Overview
KaireonAI’s AI features (chat assistant, insights, content intelligence, rule builder) can run against any OpenAI-compatible LLM endpoint. This guide covers self-hosted options for environments where external API calls are not permitted.
Quick Start with Ollama
Ollama is the fastest way to run a local LLM. It runs on Mac, Linux, and Windows.
1. Install Ollama
# macOS / Linux
curl -fsSL https://ollama.com/install.sh | sh
# macOS (Homebrew)
brew install ollama
2. Pull a Model
# Recommended for tool calling (AI assistant features)
ollama pull qwen2.5:7b # 4.7GB, fast, good at tool calling
ollama pull llama3.1 # 4.7GB, general purpose
# For better quality (needs 16GB+ RAM)
ollama pull qwen2.5:14b # 9GB, excellent quality
ollama pull llama3.1:70b # 40GB, near-GPT-4 quality (needs 64GB RAM)
3. Start Ollama
Ollama runs on http://localhost:11434 by default.
Navigate to Settings > AI Configuration and set:
| Setting | Value |
|---|
| Provider | ollama |
| Model | qwen2.5:7b (or your chosen model) |
| Base URL | http://localhost:11434 |
| API Key | (leave empty for Ollama) |
Or via API:
# Set AI provider to Ollama
curl -X PUT /api/v1/platform-settings \
-H "Content-Type: application/json" \
-d '{
"category": "ai",
"settings": {
"ai_provider": "ollama",
"ai_model": "qwen2.5:7b",
"ai_base_url": "http://localhost:11434",
"ai_api_key": ""
}
}'
Other Self-Hosted Options
vLLM (GPU Server)
Best for production deployments with GPU instances.

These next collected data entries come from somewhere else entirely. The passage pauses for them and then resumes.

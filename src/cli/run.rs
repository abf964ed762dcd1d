//! Run command implementation
//!
//! Wires the full engine together and runs it until interrupted. Signals
//! arrive from the prediction collaborator; the demo loop here only feeds
//! the paper exchange, it never fabricates signals.

use clap::Args;
use rust_decimal::prelude::ToPrimitive;
use rust_decimal::Decimal;
use std::collections::HashMap;
use std::sync::{Arc, Mutex};
use tracing::{info, warn};

use crate::config::{Config, ExecutionMode};
use crate::events::{event_bus, EngineEvent, EventBus, HealthSnapshot};
use crate::exchange::{ExchangeClient, PaperExchange};
use crate::ledger::{LedgerHandle, PositionMonitor};
use crate::marketdata::{
    average_true_range, realized_volatility, simple_returns, Candle, MarketDataSource,
};
use crate::metrics::MetricsAggregator;
use crate::portfolio::{PortfolioOptimizer, PortfolioState, SymbolExposure, SymbolInput};
use crate::risk::{
    BreakerState, LeverageCalculator, LeverageInputs, MarketRegime, RiskEngine, SizeRequest,
};
use crate::router::{OrderRouter, RouteResult};
use crate::signal::Signal;
use crate::store::JsonlStore;
use crate::telemetry::{record_latency, set_gauge, GaugeMetric, LatencyMetric};

const SIZING_CANDLES: usize = 60;
const ATR_PERIOD: usize = 14;

#[derive(Args, Debug)]
pub struct RunArgs {
    /// Data directory for the trade journal
    #[arg(short, long, default_value = "data")]
    pub data_dir: String,
}

impl RunArgs {
    pub async fn execute(&self, config: Config) -> anyhow::Result<()> {
        if config.execution.mode == ExecutionMode::Live {
            anyhow::bail!("live execution requires an exchange client; run in paper mode");
        }
        std::fs::create_dir_all(&self.data_dir)?;

        let exchange = Arc::new(PaperExchange::new(
            config.execution.initial_balance,
            config.risk.taker_fee,
        ));
        let store = Arc::new(JsonlStore::new(&self.data_dir));
        let data: Arc<dyn MarketDataSource> = Arc::new(NoCandles);

        let mut engine = Engine::new(config, exchange, data, store).await?;
        engine.restore().await?;
        engine.run().await
    }
}

/// Market-data stub for paper runs without a feed attached
struct NoCandles;

#[async_trait::async_trait]
impl MarketDataSource for NoCandles {
    async fn get_candles(
        &self,
        _symbol: &str,
        _limit: usize,
    ) -> anyhow::Result<Vec<crate::marketdata::Candle>> {
        Ok(vec![])
    }
}

/// The assembled engine: sizing, routing, and the position monitor
pub struct Engine {
    config: Config,
    risk: RiskEngine,
    leverage: LeverageCalculator,
    optimizer: PortfolioOptimizer,
    router: OrderRouter,
    exchange: Arc<dyn ExchangeClient>,
    data: Arc<dyn MarketDataSource>,
    breakers: Arc<Mutex<BreakerState>>,
    metrics: Arc<Mutex<MetricsAggregator>>,
    ledger: LedgerHandle,
    monitor: Option<PositionMonitor>,
    bus: EventBus,
    /// Latest signal confidence per symbol, fed back into the optimizer
    last_confidence: HashMap<String, f64>,
    /// Per-symbol average pairwise correlation from the last portfolio pass
    correlations: HashMap<String, f64>,
    /// Portfolio volatility relative to the ceiling, in [0, 1]
    portfolio_risk: f64,
    portfolio: Option<PortfolioState>,
}

impl Engine {
    pub async fn new(
        config: Config,
        exchange: Arc<dyn ExchangeClient>,
        data: Arc<dyn MarketDataSource>,
        store: Arc<dyn crate::store::TradeStore>,
    ) -> anyhow::Result<Self> {
        let data_timeout = std::time::Duration::from_secs(config.execution.data_timeout_secs);
        let balance = tokio::time::timeout(data_timeout, exchange.get_balance())
            .await
            .map_err(|_| anyhow::anyhow!("initial balance fetch timed out"))??;
        let breakers = Arc::new(Mutex::new(BreakerState::new(balance, chrono::Utc::now())));
        let metrics = Arc::new(Mutex::new(MetricsAggregator::new(
            config.metrics.clone(),
            balance,
        )));
        let (bus, _events) = event_bus();

        let (monitor, ledger) = PositionMonitor::new(
            config.clone(),
            exchange.clone(),
            data.clone(),
            store,
            breakers.clone(),
            metrics.clone(),
            bus.clone(),
        );
        let router = OrderRouter::new(
            config.router.clone(),
            config.risk.clone(),
            exchange.clone(),
            breakers.clone(),
            ledger.command_sender(),
            bus.clone(),
        );

        Ok(Self {
            risk: RiskEngine::new(config.risk.clone(), config.capital.clone()),
            leverage: LeverageCalculator::new(config.leverage.clone()),
            optimizer: PortfolioOptimizer::new(config.portfolio.clone()),
            router,
            exchange,
            data,
            breakers,
            metrics,
            ledger,
            monitor: Some(monitor),
            bus,
            last_confidence: HashMap::new(),
            correlations: HashMap::new(),
            portfolio_risk: 0.0,
            portfolio: None,
            config,
        })
    }

    async fn fetch_balance(&self) -> anyhow::Result<Decimal> {
        let timeout = std::time::Duration::from_secs(self.config.execution.data_timeout_secs);
        match tokio::time::timeout(timeout, self.exchange.get_balance()).await {
            Ok(result) => result,
            Err(_) => anyhow::bail!("balance fetch timed out"),
        }
    }

    async fn fetch_candles(&self, symbol: &str, limit: usize) -> anyhow::Result<Vec<Candle>> {
        let timeout = std::time::Duration::from_secs(self.config.execution.data_timeout_secs);
        match tokio::time::timeout(timeout, self.data.get_candles(symbol, limit)).await {
            Ok(result) => result,
            Err(_) => anyhow::bail!("candle fetch for {symbol} timed out"),
        }
    }

    /// Reload open positions persisted by a previous run
    pub async fn restore(&mut self) -> anyhow::Result<()> {
        if let Some(monitor) = self.monitor.as_mut() {
            monitor.restore().await?;
        }
        Ok(())
    }

    pub fn ledger(&self) -> &LedgerHandle {
        &self.ledger
    }

    /// Point-in-time health for status surfaces
    pub fn health(&self) -> HealthSnapshot {
        let snapshot = self.ledger.snapshot();
        let breaker = {
            let mut breakers = self.breakers.lock().expect("breaker lock poisoned");
            breakers
                .check(
                    self.config.execution.initial_balance,
                    &self.config.risk,
                    chrono::Utc::now(),
                )
                .map(|reason| reason.describe())
        };
        HealthSnapshot {
            timestamp: chrono::Utc::now(),
            open_positions: snapshot.open_positions,
            error_positions: snapshot.error_positions,
            total_exposure: snapshot.total_exposure,
            unrealized_pnl: snapshot.unrealized_pnl,
            breaker,
            order_failure_rate: self.router.failure_rate(),
        }
    }

    /// Full signal pipeline: validate, compute leverage, size, route
    pub async fn handle_signal(&mut self, signal: &Signal) -> anyhow::Result<RouteResult> {
        let rules = self
            .config
            .symbol(&signal.symbol)
            .ok_or_else(|| anyhow::anyhow!("unknown symbol {}", signal.symbol))?
            .clone();
        if !self.risk.validate(signal) {
            return Ok(RouteResult::Rejected("below confidence floor".to_string()));
        }
        let started = std::time::Instant::now();
        self.last_confidence.insert(
            signal.symbol.clone(),
            signal.confidence.to_f64().unwrap_or(0.0),
        );

        let balance = self.fetch_balance().await?;
        let candles = self.fetch_candles(&signal.symbol, SIZING_CANDLES).await?;
        let atr = average_true_range(&candles, ATR_PERIOD);
        let returns = simple_returns(&candles);
        let volatility = realized_volatility(&returns).unwrap_or(0.0);

        let (drawdown, symbol_risk) = {
            let breakers = self.breakers.lock().expect("breaker lock poisoned");
            let metrics = self.metrics.lock().expect("metrics lock poisoned");
            (
                breakers.drawdown().to_f64().unwrap_or(0.0),
                metrics.symbol_risk_score(&signal.symbol),
            )
        };
        set_gauge(GaugeMetric::Equity, balance.to_f64().unwrap_or(0.0));
        set_gauge(GaugeMetric::Drawdown, drawdown);
        let leverage = self.leverage.compute(&LeverageInputs {
            symbol: signal.symbol.clone(),
            confidence: signal.confidence.to_f64().unwrap_or(0.0),
            volatility,
            correlation: self
                .correlations
                .get(&signal.symbol)
                .copied()
                .unwrap_or(0.0),
            drawdown,
            regime: MarketRegime::from_volatility(volatility),
            symbol_risk,
            portfolio_risk: self.portfolio_risk,
            symbol_cap: rules.max_leverage,
        });
        info!(
            symbol = %signal.symbol,
            leverage = leverage.leverage,
            risk_score = leverage.risk_score,
            "leverage computed"
        );

        // A model-provided stop level overrides the configured stop distance
        let stop_loss_pct = signal
            .stop
            .filter(|_| signal.price > Decimal::ZERO)
            .map(|stop| (signal.price - stop).abs() / signal.price);
        let request = SizeRequest {
            price: signal.price,
            atr,
            balance,
            side: signal.direction,
            confidence: signal.confidence,
            leverage: leverage.leverage,
            stop_loss_pct,
        };
        let decision = {
            let mut breakers = self.breakers.lock().expect("breaker lock poisoned");
            self.risk
                .size_position(&rules, &request, &mut breakers, chrono::Utc::now())
        };
        record_latency(LatencyMetric::Sizing, started.elapsed());
        if let Some(reason) = &decision.reject_reason {
            warn!(symbol = %signal.symbol, ?reason, "signal rejected at sizing");
            return Ok(RouteResult::Rejected(format!("{reason:?}")));
        }

        Ok(self.router.route(signal, &decision).await)
    }

    /// Latest portfolio state, once a rebalance pass has run
    pub fn portfolio(&self) -> Option<&PortfolioState> {
        self.portfolio.as_ref()
    }

    pub fn events(&self) -> tokio::sync::broadcast::Receiver<EngineEvent> {
        self.bus.subscribe()
    }

    /// Periodic portfolio pass: optimize, refresh cached risk inputs,
    /// and rebalance when the allocation has drifted out of band
    pub async fn rebalance_pass(&mut self) -> anyhow::Result<()> {
        if self.config.symbols.len() < 2 {
            return Ok(());
        }
        let balance = self.fetch_balance().await?;
        let snapshot = self.ledger.snapshot();

        let mut inputs = Vec::with_capacity(self.config.symbols.len());
        let mut exposures = Vec::with_capacity(self.config.symbols.len());
        for rules in &self.config.symbols {
            let candles = self
                .fetch_candles(&rules.name, self.config.portfolio.lookback_days + 1)
                .await?;
            let returns = simple_returns(&candles);
            if returns.is_empty() {
                info!(symbol = %rules.name, "no market data, skipping rebalance pass");
                return Ok(());
            }
            let exposure = snapshot
                .exposure_by_symbol
                .get(&rules.name)
                .copied()
                .unwrap_or(Decimal::ZERO);
            let current_pct = if balance > Decimal::ZERO {
                (exposure / balance).to_f64().unwrap_or(0.0)
            } else {
                0.0
            };
            inputs.push(SymbolInput {
                symbol: rules.name.clone(),
                returns,
                confidence: self
                    .last_confidence
                    .get(&rules.name)
                    .copied()
                    .unwrap_or(0.5),
                current_pct,
            });
            exposures.push(SymbolExposure {
                symbol: rules.name.clone(),
                allocation_pct: current_pct,
                exposure,
                unrealized_pnl: snapshot
                    .pnl_by_symbol
                    .get(&rules.name)
                    .copied()
                    .unwrap_or(Decimal::ZERO),
            });
        }

        let targets = self.optimizer.optimize(&inputs);
        let mut state = self.optimizer.state(&inputs, exposures, balance);
        let (needed, reasons) = self.optimizer.should_rebalance(&targets, &mut state);

        self.correlations = targets
            .iter()
            .map(|t| (t.symbol.clone(), t.correlation_penalty))
            .collect();
        self.portfolio_risk = if self.config.portfolio.volatility_ceiling > 0.0 {
            (state.volatility / self.config.portfolio.volatility_ceiling).clamp(0.0, 1.0)
        } else {
            0.0
        };

        if needed {
            info!(?reasons, "allocation out of band, rebalancing");
            let moved = self.optimizer.execute_rebalance(&targets, &self.bus).await;
            info!(moved, "rebalance pass complete");
        }
        self.portfolio = Some(state);
        Ok(())
    }

    /// Spawn the monitor task
    pub fn start(&mut self) -> anyhow::Result<tokio::task::JoinHandle<()>> {
        let monitor = self
            .monitor
            .take()
            .ok_or_else(|| anyhow::anyhow!("engine already running"))?;
        Ok(tokio::spawn(monitor.run()))
    }

    /// Run the monitor until interrupted, then drain and stop
    pub async fn run(mut self) -> anyhow::Result<()> {
        let monitor_task = self.start()?;

        let mut rebalance = tokio::time::interval(std::time::Duration::from_secs(
            self.config.portfolio.rebalance_interval_secs.max(1),
        ));
        rebalance.set_missed_tick_behavior(tokio::time::MissedTickBehavior::Skip);

        info!("engine running, ctrl-c to stop");
        loop {
            tokio::select! {
                result = tokio::signal::ctrl_c() => {
                    result?;
                    info!("shutdown requested");
                    break;
                }
                _ = rebalance.tick() => {
                    if let Err(err) = self.rebalance_pass().await {
                        warn!(%err, "rebalance pass failed");
                    }
                }
            }
        }

        self.ledger.shutdown().await?;
        monitor_task.await?;

        let balance = match self.fetch_balance().await {
            Ok(balance) => balance,
            Err(err) => {
                warn!(%err, "final balance unavailable");
                Decimal::ZERO
            }
        };
        let report = self
            .metrics
            .lock()
            .expect("metrics lock poisoned")
            .report();
        info!(
            %balance,
            total_trades = report.total_trades,
            pnl = %report.total_pnl,
            "session closed"
        );
        Ok(())
    }
}
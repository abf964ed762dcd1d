//! Cross-component checks of the documented sizing and breaker behavior

use chrono::Utc;
use rust_decimal_macros::dec;

use riskpilot::config::{CapitalConfig, Config, LeverageConfig, RiskConfig};
use riskpilot::risk::{
    BreakerReason, BreakerState, LeverageCalculator, LeverageInputs, MarketRegime, RiskEngine,
    SizeRequest,
};
use riskpilot::signal::Direction;

#[test]
fn test_example_config_parses() {
    let config: Config = toml::from_str(include_str!("../../config.toml.example")).unwrap();
    config.validate().unwrap();
    assert_eq!(config.symbols.len(), 2);
    assert_eq!(config.position_cap("BTCUSDT"), 1);
    assert_eq!(config.risk.max_consecutive_losses, 5);
}

#[test]
fn test_btc_long_sizing_reference_case() {
    // 10k balance, 50k entry, 2% stop, full confidence, 1x leverage
    let engine = RiskEngine::new(RiskConfig::default(), CapitalConfig::default());
    let config = Config::for_tests();
    let rules = config.symbol("BTCUSDT").unwrap();
    let mut breakers = BreakerState::new(dec!(10000), Utc::now());

    let decision = engine.size_position(
        rules,
        &SizeRequest {
            price: dec!(50000),
            atr: Some(dec!(500)),
            balance: dec!(10000),
            side: Direction::Long,
            confidence: dec!(1.0),
            leverage: 1,
            stop_loss_pct: Some(dec!(0.02)),
        },
        &mut breakers,
        Utc::now(),
    );

    assert!(decision.accepted());
    assert_eq!(decision.quantity, dec!(0.1));
    assert_eq!(decision.stop_price, dec!(49000));
    assert_eq!(decision.target_price, dec!(52000));
}

#[test]
fn test_leverage_mid_confidence_with_drawdown() {
    // Mid tier times a 6% drawdown penalty, floored to an integer
    let calc = LeverageCalculator::new(LeverageConfig::default());
    let result = calc.compute(&LeverageInputs {
        symbol: "BTCUSDT".to_string(),
        confidence: 0.75,
        volatility: 0.005,
        correlation: 0.2,
        drawdown: 0.06,
        regime: MarketRegime::Normal,
        symbol_risk: 0.1,
        portfolio_risk: 0.1,
        symbol_cap: 125,
    });
    assert_eq!(result.leverage, 10);
    assert!(!result.reasoning.is_empty());
}

#[test]
fn test_daily_loss_breaker_across_sizing() {
    let engine = RiskEngine::new(RiskConfig::default(), CapitalConfig::default());
    let config = Config::for_tests();
    let rules = config.symbol("BTCUSDT").unwrap();
    let now = Utc::now();
    let mut breakers = BreakerState::new(dec!(10000), now);

    let request = SizeRequest {
        price: dec!(50000),
        atr: None,
        balance: dec!(10000),
        side: Direction::Long,
        confidence: dec!(0.8),
        leverage: 2,
        stop_loss_pct: None,
    };

    // 450 lost against a 500 daily limit still sizes
    breakers.record_trade(dec!(-450), now);
    assert!(engine
        .size_position(rules, &request, &mut breakers, now)
        .accepted());

    // 550 total blocks with the daily-loss reason
    breakers.record_trade(dec!(-100), now);
    let decision = engine.size_position(rules, &request, &mut breakers, now);
    assert!(!decision.accepted());
    assert!(matches!(
        decision.reject_reason,
        Some(riskpilot::risk::RejectReason::BreakerActive(
            BreakerReason::DailyLossLimit
        ))
    ));
}
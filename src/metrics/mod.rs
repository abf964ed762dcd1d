//! Performance metrics module
//!
//! Daily rollups and risk-adjusted return ratios

mod aggregator;

pub use aggregator::{DailyStats, MetricsAggregator, PerformanceReport, SymbolPerformance};
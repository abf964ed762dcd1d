//! Exchange order types

use chrono::{DateTime, Utc};
use rust_decimal::Decimal;
use serde::{Deserialize, Serialize};
use uuid::Uuid;

/// Order identifier
pub type OrderId = Uuid;

/// Order side
#[derive(Debug, Clone, Copy, PartialEq, Eq, Hash, Serialize, Deserialize)]
#[serde(rename_all = "lowercase")]
pub enum OrderSide {
    Buy,
    Sell,
}

impl OrderSide {
    /// The side that unwinds this one
    pub fn opposite(self) -> Self {
        match self {
            Self::Buy => Self::Sell,
            Self::Sell => Self::Buy,
        }
    }
}

/// Order type
#[derive(Debug, Clone, Copy, PartialEq, Eq, Serialize, Deserialize)]
pub enum OrderType {
    /// Market order (immediate execution)
    Market,
    /// Limit order (price specified)
    Limit,
}

/// An order to be submitted
#[derive(Debug, Clone, Serialize, Deserialize)]
pub struct OrderRequest {
    /// Symbol, e.g. "BTCUSDT"
    pub symbol: String,
    /// Order side
    pub side: OrderSide,
    /// Quantity in base units
    pub quantity: Decimal,
    /// Order type
    pub order_type: OrderType,
    /// Limit price (limit orders)
    pub price: Option<Decimal>,
    /// Attached protective stop (informational for the paper engine)
    pub stop_price: Option<Decimal>,
}

/// A fill returned by the exchange
#[derive(Debug, Clone, Serialize, Deserialize)]
pub struct OrderFill {
    /// Order ID assigned by the exchange
    pub order_id: OrderId,
    /// Symbol
    pub symbol: String,
    /// Order side
    pub side: OrderSide,
    /// Filled quantity
    pub filled_qty: Decimal,
    /// Average fill price
    pub fill_price: Decimal,
    /// Fee charged
    pub fee: Decimal,
    /// Fill timestamp
    pub timestamp: DateTime<Utc>,
}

# On a GPU instance (e.g., AWS g5.xlarge)
pip install vllm
vllm serve meta-llama/Llama-3.1-8B-Instruct --port 8000
Configure in KaireonAI:
- Provider:
openai (vLLM is OpenAI-compatible)
- Base URL:
http://your-gpu-server:8000/v1
- Model:
meta-llama/Llama-3.1-8B-Instruct
LM Studio (Desktop)
Download from lmstudio.ai, load a model, and start the local server.
Configure in KaireonAI:
- Provider:
lmstudio
- Base URL:
http://localhost:1234/v1
- Model: (auto-detected)
HuggingFace Text Generation Inference
docker run --gpus all -p 8080:80 \
ghcr.io/huggingface/text-generation-inference:latest \
--model-id meta-llama/Llama-3.1-8B-Instruct
Configure: Provider openai, Base URL http://localhost:8080/v1
Supported Providers
| Provider | Tool Calling | Streaming | Local | Cloud |
|---|
| Google (Gemini) | Yes | Yes | No | Yes |
| OpenAI (GPT) | Yes | Yes | No | Yes |
| Anthropic (Claude) | Yes | Yes | No | Yes |
| Ollama | Yes (qwen2.5, llama3.1) | Yes | Yes | No |
| LM Studio | Partial | Yes | Yes | No |
| vLLM | Yes | Yes | Yes | Yes |
| AWS Bedrock | Yes | Yes | No | Yes |
Bring Your Own Key (BYOK)
On the KaireonAI Playground (playground.kaireonai.com), each registered user can configure their own LLM provider:
- Go to Settings > AI Configuration
- Select your preferred provider
- Enter your API key (encrypted at rest, never shared)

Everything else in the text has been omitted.